## Requirement
Where a line of the entries holds the string "usize", copy that line.

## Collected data
________________________________________
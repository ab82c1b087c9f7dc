use crate::error::{Error, Result};
use crate::rt::{barrier, execution};

use std::fmt;
use std::marker::PhantomData;

/// Typed handle to an object living in a `Store`.
pub(crate) struct Ref<T> {
    /// Index in the store
    index: usize,

    /// Execution the object is part of
    execution_id: execution::Id,

    _p: PhantomData<T>,
}

/// Stores objects
#[derive(Debug)]
pub(crate) struct Store {
    /// Execution this store is part of
    execution_id: execution::Id,

    /// Stored state for all objects.
    entries: Vec<Entry>,
}

/// Entry in the object store. Enumerates the different kinds of objects that
/// can be stored.
#[derive(Debug)]
pub(crate) enum Entry {
    Barrier(barrier::State),

    /// The object was disposed. The slot is never reused, so stale handles
    /// keep failing instead of aliasing a newer object.
    Disposed,
}

/// Implemented by the states that can be kept in a `Store`.
pub(crate) trait Object: Sized {
    fn into_entry(self) -> Entry;

    fn get_ref(entry: &Entry) -> Option<&Self>;

    fn get_mut(entry: &mut Entry) -> Option<&mut Self>;
}

impl Object for barrier::State {
    fn into_entry(self) -> Entry {
        Entry::Barrier(self)
    }

    fn get_ref(entry: &Entry) -> Option<&Self> {
        match entry {
            Entry::Barrier(state) => Some(state),
            _ => None,
        }
    }

    fn get_mut(entry: &mut Entry) -> Option<&mut Self> {
        match entry {
            Entry::Barrier(state) => Some(state),
            _ => None,
        }
    }
}

impl Store {
    /// Create a new, empty, object store
    pub(crate) fn new(execution_id: execution::Id) -> Store {
        Store {
            execution_id,
            entries: vec![],
        }
    }

    pub(crate) fn insert<T: Object>(&mut self, state: T) -> Ref<T> {
        let index = self.entries.len();
        self.entries.push(state.into_entry());

        Ref {
            index,
            execution_id: self.execution_id,
            _p: PhantomData,
        }
    }

    /// Number of objects that have not been disposed.
    pub(crate) fn live(&self) -> usize {
        self.entries
            .iter()
            .filter(|entry| !matches!(entry, Entry::Disposed))
            .count()
    }
}

impl<T: Object> Ref<T> {
    pub(crate) fn get<'a>(&self, store: &'a Store) -> Result<&'a T> {
        let entry = self.entry(store)?;
        T::get_ref(entry).ok_or(Error::InvalidHandle("object has been disposed"))
    }

    pub(crate) fn get_mut<'a>(&self, store: &'a mut Store) -> Result<&'a mut T> {
        self.check_execution(store)?;
        let entry = &mut store.entries[self.index];
        T::get_mut(entry).ok_or(Error::InvalidHandle("object has been disposed"))
    }

    /// Release the object's slot. Only the first call succeeds.
    pub(crate) fn dispose(&self, store: &mut Store) -> Result<()> {
        self.get(store)?;
        store.entries[self.index] = Entry::Disposed;
        Ok(())
    }

    fn entry<'a>(&self, store: &'a Store) -> Result<&'a Entry> {
        self.check_execution(store)?;
        Ok(&store.entries[self.index])
    }

    fn check_execution(&self, store: &Store) -> Result<()> {
        if self.execution_id != store.execution_id {
            return Err(Error::InvalidHandle(
                "object belongs to a different simulation run",
            ));
        }

        Ok(())
    }
}

impl<T> Clone for Ref<T> {
    fn clone(&self) -> Ref<T> {
        *self
    }
}

impl<T> Copy for Ref<T> {}

impl<T> fmt::Debug for Ref<T> {
    fn fmt(&self, fmt: &mut fmt::Formatter<'_>) -> fmt::Result {
        write!(fmt, "Ref({}, {:?})", self.index, self.execution_id)
    }
}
________________________________________
## Result
    index: usize,
    pub(crate) fn live(&self) -> usize {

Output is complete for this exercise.